Trauma & Relationships
Trauma and its effect on relationships
Life is what happens when you spend time planning and then all your carefully laid expectations suddenly fall apart. We all carry with us a plan, a map of the world and our expectations of it. This map includes the fact that things can and do go wrong but usually for someone else.
Trauma occurs when the map fails to represent the world: totally. It’s about experiencing not just the unexpected but the unanticipated, not just the unforeseen but the unimagined the unimaginable! There are criteria for ‘trauma’ but in truth it’s defined by you. It’s subjective. Sometimes a trauma is obvious; accident, natural disaster, terrorist event and sometimes not; death of a loved one, a stay in hospital, memories of abuse, a diagnosis of cancer.

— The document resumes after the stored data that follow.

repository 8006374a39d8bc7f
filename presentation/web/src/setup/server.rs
use poem::{Endpoint, EndpointExt, Route, Server as PoemServer, listener::TcpListener, middleware::Tracing};
use poem_openapi::OpenApiService;

use crate::{config::app_config::AppConfig, setup::dependency_injection::DependencyContainer};

pub struct Server;

impl Server {
    pub async fn run(config: AppConfig, container: DependencyContainer) -> anyhow::Result<()> {
        let addr = config.server.bind_address();
        let app = Self::app(container, &format!("http://{}", addr));
        tracing::info!("Server running at http://{}", addr);
        tracing::info!("Swagger UI at http://{}/docs", addr);
        tracing::info!("OpenAPI JSON at http://{}/openapi.json", addr);
        PoemServer::new(TcpListener::bind(&addr)).run(app).await?;
        Ok(())
    }

    pub fn app(container: DependencyContainer, server_url: &str) -> impl Endpoint + 'static {
        let api_service = OpenApiService::new(
            (
                container.page_api,
                container.health_api,
                container.inventory_api,
            ),
            "Inventory Manager",
            env!("CARGO_PKG_VERSION"),
        )
        .server(server_url);
        let ui = api_service.swagger_ui();
        let spec = api_service.spec_endpoint();
        Route::new()
            .nest("/docs", ui)
            .nest("/openapi.json", spec)
            .nest("/", api_service)
            .with(Tracing)
    }
}

#[cfg(test)]
mod tests {
    use std::sync::Arc;

    use poem::http::StatusCode;
    use poem::test::TestClient;
    use serde_json::json;

    use business::domain::inventory::services::{CLEAR_ALL_PROMPT, DELETE_PROMPT};
    use persistence::product::repository::ProductRepositoryKeyValue;
    use persistence::storage::{DEFAULT_STORAGE_KEY, InMemoryKeyValueStore, KeyValueStore};

    use super::*;

    async fn client_with(store: Arc<InMemoryKeyValueStore>) -> TestClient<impl Endpoint> {
        let repository = Arc::new(ProductRepositoryKeyValue::new(store, DEFAULT_STORAGE_KEY));
        let container = DependencyContainer::with_repository(repository, "$")
            .await
            .unwrap();
        TestClient::new(Server::app(container, "http://localhost"))
    }

    async fn client() -> TestClient<impl Endpoint> {
        client_with(Arc::new(InMemoryKeyValueStore::new())).await
    }

    fn add_event(name: &str, brand: &str, quantity: &str, price: &str) -> serde_json::Value {
        json!({
            "kind": "click",
            "target": "addBtn",
            "form": {"name": name, "brand": brand, "quantity": quantity, "price": price}
        })
    }

    #[tokio::test]
    async fn should_serve_page_with_element_ids() {
        let cli = client().await;

        let resp = cli.get("/").send().await;

        resp.assert_status_is_ok();
        let body = resp.0.into_body().into_string().await.unwrap();
        for id in [
            "productName",
            "productBrand",
            "productQuantity",
            "productPrice",
            "searchInput",
            "addBtn",
            "updateBtn",
            "cancelBtn",
            "resetBtn",
            "clearAllBtn",
            "clearInventoryBtn",
            "inventoryBody",
            "emptyMessage",
        ] {
            assert!(body.contains(&format!("id=\"{}\"", id)), "missing {}", id);
        }
    }

    #[tokio::test]
    async fn should_report_health() {
        let cli = client().await;

        let resp = cli.get("/health").send().await;

        resp.assert_status_is_ok();
        let json = resp.json().await;
        json.value().object().get("status").assert_string("healthy");
        json.value().object().get("products").assert_i64(0);
    }

    #[tokio::test]
    async fn should_start_with_empty_view() {
        let cli = client().await;

        let resp = cli.get("/api/view").send().await;

        resp.assert_status_is_ok();
        let json = resp.json().await;
        let view = json.value().object();
        view.get("empty").assert_bool(true);
        view.get("mode").assert_string("add");
        view.get("show_add_button").assert_bool(true);
        view.get("show_update_button").assert_bool(false);
        view.get("total").assert_i64(0);
    }

    #[tokio::test]
    async fn should_add_product_and_persist_it() {
        let store = Arc::new(InMemoryKeyValueStore::new());
        let cli = client_with(store.clone()).await;

        let resp = cli
            .post("/api/events")
            .body_json(&add_event("Widget", "Acme", "10", "2.5"))
            .send()
            .await;

        resp.assert_status_is_ok();
        let json = resp.json().await;
        let view = json.value().object().get("view").object();
        view.get("total").assert_i64(1);
        view.get("empty").assert_bool(false);
        let row = view.get("rows").array().get(0).object();
        row.get("name").assert_string("Widget");
        row.get("price").assert_string("$2.50");

        let saved = store.get(DEFAULT_STORAGE_KEY).unwrap().unwrap();
        assert!(saved.contains("\"price\":\"2.50\""));
    }

    #[tokio::test]
    async fn should_return_alert_for_invalid_form() {
        let cli = client().await;

        let resp = cli
            .post("/api/events")
            .body_json(&add_event("Widget", "Acme", "-1", "2"))
            .send()
            .await;

        resp.assert_status_is_ok();
        let json = resp.json().await;
        json.value()
            .object()
            .get("alert")
            .assert_string("Quantity and price must be positive numbers");
        json.value()
            .object()
            .get("view")
            .object()
            .get("total")
            .assert_i64(0);
    }

    #[tokio::test]
    async fn should_ask_for_confirmation_before_delete() {
        let cli = client().await;
        cli.post("/api/events")
            .body_json(&add_event("Widget", "Acme", "10", "2.5"))
            .send()
            .await
            .assert_status_is_ok();
        let products = cli.get("/api/products").send().await.json().await;
        let id = products
            .value()
            .array()
            .get(0)
            .object()
            .get("id")
            .string()
            .to_string();

        let pending = cli
            .post("/api/events")
            .body_json(&json!({"kind": "delete_row", "product_id": id}))
            .send()
            .await
            .json()
            .await;
        pending
            .value()
            .object()
            .get("confirmation")
            .assert_string(DELETE_PROMPT);
        pending
            .value()
            .object()
            .get("view")
            .object()
            .get("total")
            .assert_i64(1);

        let confirmed = cli
            .post("/api/events")
            .body_json(&json!({"kind": "delete_row", "product_id": id, "confirmed": true}))
            .send()
            .await
            .json()
            .await;
        confirmed
            .value()
            .object()
            .get("view")
            .object()
            .get("empty")
            .assert_bool(true);
    }

    #[tokio::test]
    async fn should_clear_all_after_confirmation() {
        let cli = client().await;
        for name in ["Widget", "Gadget"] {
            cli.post("/api/events")
                .body_json(&add_event(name, "Acme", "1", "1"))
                .send()
                .await
                .assert_status_is_ok();
        }

        let pending = cli
            .post("/api/events")
            .body_json(&json!({"kind": "click", "target": "clearAllBtn"}))
            .send()
            .await
            .json()
            .await;
        pending
            .value()
            .object()
            .get("confirmation")
            .assert_string(CLEAR_ALL_PROMPT);

        cli.post("/api/events")
            .body_json(&json!({"kind": "click", "target": "clearInventoryBtn", "confirmed": true}))
            .send()
            .await
            .assert_status_is_ok();

        let view = cli.get("/api/view").send().await.json().await;
        view.value().object().get("total").assert_i64(0);
    }

    #[tokio::test]
    async fn should_filter_products_by_query() {
        let cli = client().await;
        for name in ["Widget", "Gadget"] {
            cli.post("/api/events")
                .body_json(&add_event(name, "Acme", "1", "1"))
                .send()
                .await
                .assert_status_is_ok();
        }

        let resp = cli
            .get("/api/products")
            .query("search", &"WID")
            .send()
            .await;

        resp.assert_status_is_ok();
        let json = resp.json().await;
        let products = json.value().array();
        products.assert_len(1);
        products.get(0).object().get("name").assert_string("Widget");
    }

    #[tokio::test]
    async fn should_reject_unknown_target() {
        let cli = client().await;

        let resp = cli
            .post("/api/events")
            .body_json(&json!({"kind": "click", "target": "launchBtn"}))
            .send()
            .await;

        resp.assert_status(StatusCode::BAD_REQUEST);
    }

    #[tokio::test]
    async fn should_fail_to_start_on_corrupted_slot() {
        let store = Arc::new(InMemoryKeyValueStore::new());
        store.set(DEFAULT_STORAGE_KEY, "{\"not\":\"a list\"}").unwrap();
        let repository = Arc::new(ProductRepositoryKeyValue::new(store, DEFAULT_STORAGE_KEY));

        let result = DependencyContainer::with_repository(repository, "$").await;

        assert!(result.is_err());
    }
}
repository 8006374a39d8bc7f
pub mod dependency_injection;
pub mod server;
use super::errors::ProductError;
use super::value_objects::{FormField, Price, ProductId, Quantity};

#[derive(Debug, Clone, PartialEq)]
pub struct Product {
    pub id: ProductId,
    pub name: String,
    pub brand: String,
    pub quantity: Quantity,
    pub price: Price,
}

/// Validated, id-less product fields. Name and brand are trimmed and non-empty.
#[derive(Debug, Clone, PartialEq)]
pub struct ProductDetails {
    pub name: String,
    pub brand: String,
    pub quantity: Quantity,
    pub price: Price,
}

impl ProductDetails {
    pub fn new(
        name: &str,
        brand: &str,
        quantity: Quantity,
        price: Price,
    ) -> Result<Self, ProductError> {
        let name = name.trim();
        if name.is_empty() {
            return Err(ProductError::FieldEmpty(FormField::Name));
        }

        let brand = brand.trim();
        if brand.is_empty() {
            return Err(ProductError::FieldEmpty(FormField::Brand));
        }

        Ok(Self {
            name: name.to_string(),
            brand: brand.to_string(),
            quantity,
            price,
        })
    }
}

impl Product {
    /// Creates a new record with a freshly generated id.
    pub fn new(details: ProductDetails) -> Self {
        Self::from_repository(ProductId::generate(), details)
    }

    /// Constructor for records already persisted in the repository.
    pub fn from_repository(id: ProductId, details: ProductDetails) -> Self {
        Self {
            id,
            name: details.name,
            brand: details.brand,
            quantity: details.quantity,
            price: details.price,
        }
    }

    /// Replaces every field except the id.
    pub fn apply(&mut self, details: ProductDetails) {
        self.name = details.name;
        self.brand = details.brand;
        self.quantity = details.quantity;
        self.price = details.price;
    }
}

#[cfg(test)]
mod tests {
    use super::*;

    fn details(name: &str, brand: &str) -> Result<ProductDetails, ProductError> {
        ProductDetails::new(
            name,
            brand,
            Quantity::new(3),
            "1.5".parse::<Price>().unwrap(),
        )
    }

    #[test]
    fn should_trim_name_and_brand() {
        let details = details("  Widget ", " Acme  ").unwrap();
        assert_eq!(details.name, "Widget");
        assert_eq!(details.brand, "Acme");
    }

    #[test]
    fn should_reject_whitespace_only_name() {
        assert_eq!(
            details("   ", "Acme").unwrap_err(),
            ProductError::FieldEmpty(FormField::Name)
        );
    }

    #[test]
    fn should_reject_empty_brand() {
        assert_eq!(
            details("Widget", "").unwrap_err(),
            ProductError::FieldEmpty(FormField::Brand)
        );
    }

    #[test]
    fn should_keep_id_when_applying_changes() {
        let mut product = Product::new(details("Widget", "Acme").unwrap());
        let id = product.id.clone();

        product.apply(details("Gadget", "Globex").unwrap());

        assert_eq!(product.id, id);
        assert_eq!(product.name, "Gadget");
        assert_eq!(product.brand, "Globex");
    }
}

These events change our map and our beliefs and understanding of the world. That's why after a trauma people may not even feel that they are the same person at all. This means that relationships change. The trust that people had in themselves, in you and the world around them which was so solid before the trauma changes radically afterwards.
People who have been through trauma can often act in very different ways compared to how they were before the trauma. They may prefer to be on their own for long periods of time and they be depressed for the first time. You may notice that they show compulsive behaviours or become obsessed with specific objects or places or they may avoid certain places or ways of travel. They may also respond to otherwise small arguments with a ferocious intensity or to your love with withdrawal and indifference. This is largely because of the fear of massive panic attacks that are very often brought about through flash backs – that uncontrollable experience of being back in the very experience they seek to avoid. This can also lead to a large helping of self-blame as they tell themselves that they ‘should be able to deal with this’, that they ‘should be much stronger’ and if only they ‘didn’t have to burden anyone else with their problems’.
All these new responses mean that maintaining a meaningful relationship is placed under great stress for all those involved and the chances of making new ones almost impossible.
However, the healthy way to overcome these changes and to heal the trauma is to recognise them without blame or fear. Easier said than done perhaps and yet knowledge and acceptance are the keys here. All these responses to trauma are natural and they are real. Real in that there is a physiological process going on, the body is affecting what we think and what we think disturbs our body. It is simply that we are stuck in way of being that is no longer helpful. All we need to do is to be more creative in our responses to this way of being.
If some you know someone who has begun to act differently with you it may be time to ask them what’s really happening for them. Be prepared for perhaps a long wait as they unravel all that’s happened for them or to receive a rush of emotion as they begin to find the words that describe events that have only just come into focus. All you need to do is listen, explore and bring the person back into the now, today, with you in a safe place so that a new relationship can be created. This new way of being between you will not be like it was before and yet it just might be stronger, have new flexibility.
For both of you this new relationship could well be far more resilient.